Aaditya

| Technical Review: ABCOM Team | Copy Editor: Anushka Devasthale | Last Updated: Aug 25, 2020 | Level: Intermediate | Banner Image Source : Internet |

Splah

Image source Internet

Are you tired of watching all the fake news spread on social media for the sake of publicity? How to know if a news is fake or not fake just by looking at its headline? Learn to perform text classification using the NLTK library to answer such questions.

Everyone would agree with me that the year 2020 has been the year with a lot of unprecedented events. The corona outburst at the very beginning of this year forced the majority of us to stay at our homes missing on our daily activities. As stated in a famous saying goes: An empty mind is a devil's workshop, all our empty-minds are constrained due to the void of work shifted towards social media to amuse ourselves.

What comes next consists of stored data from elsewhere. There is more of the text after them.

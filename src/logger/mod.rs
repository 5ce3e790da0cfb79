//! Event logging for the dice firmware
//!
//! Messages are formatted with `ufmt`; `core::fmt` does not fit in 1KiB of
//! flash. The default sink is [`NullConsole`], which compiles to nothing.

use core::convert::Infallible;

use ufmt::{uWrite, uwriteln};

use crate::config::PowerMode;
use crate::dice::Pips;

/// Sink that drops everything.
pub struct NullConsole;

impl uWrite for NullConsole {
    type Error = Infallible;

    #[inline(always)]
    fn write_str(&mut self, _s: &str) -> Result<(), Infallible> {
        Ok(())
    }
}

pub struct EventLog<W> {
    out: W,
}

impl<W: uWrite> EventLog<W> {
    pub fn new(out: W) -> Self {
        Self { out }
    }

    pub fn booted(&mut self, mode: PowerMode) {
        let mode = match mode {
            PowerMode::Sleep => "sleep",
            PowerMode::Spin => "spin",
        };
        uwriteln!(&mut self.out, "tiny dice ready ({})", mode).ok();
    }

    pub fn roll_started(&mut self) {
        uwriteln!(&mut self.out, "rolling").ok();
    }

    pub fn settled(&mut self, pips: Pips) {
        uwriteln!(&mut self.out, "face {}", pips.face()).ok();
    }

    pub fn released(&mut self) {
        uwriteln!(&mut self.out, "released").ok();
    }

    pub fn into_inner(self) -> W {
        self.out
    }
}

#[cfg(test)]
mod tests {
    use super::*;
    use std::string::String;

    #[derive(Default)]
    struct Capture(String);

    impl uWrite for Capture {
        type Error = Infallible;

        fn write_str(&mut self, s: &str) -> Result<(), Infallible> {
            self.0.push_str(s);
            Ok(())
        }
    }

    #[test]
    fn events_are_one_line_each() {
        let mut log = EventLog::new(Capture::default());
        log.booted(PowerMode::Sleep);
        log.roll_started();
        log.settled(Pips::new(3).unwrap());
        log.released();

        assert_eq!(
            log.into_inner().0,
            "tiny dice ready (sleep)\nrolling\nface 4\nreleased\n"
        );
    }

    #[test]
    fn spin_mode_is_named() {
        let mut log = EventLog::new(Capture::default());
        log.booted(PowerMode::Spin);
        assert_eq!(log.into_inner().0, "tiny dice ready (spin)\n");
    }

    #[test]
    fn null_console_is_zero_sized_and_never_fails() {
        assert_eq!(core::mem::size_of::<NullConsole>(), 0);

        let mut log = EventLog::new(NullConsole);
        log.booted(PowerMode::Spin);
        log.settled(Pips::new(5).unwrap());
        let mut sink = log.into_inner();
        assert_eq!(sink.write_str("face 6\n"), Ok(()));
    }
}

It won’t be an exaggeration if I say that Social Media is the easy channel for spreading fake news. On social media platforms, to get popularity and increasing followers, many people resort to sensational and ostentatious posts, including fake ones. There is also a large group that indulges in forwarding whatever is received without verification. It is of utmost essential to check whatever we forward. To help achieve this tedious task, we present you with an application of text classification built on the NLTK library to classify news as “real” or “fake” by examining its headline.

Creating a Project

Create a new Google Colab project and rename it to Fake News Classifier. If you are new to Colab, then check out this short video tutorial on Google Colab.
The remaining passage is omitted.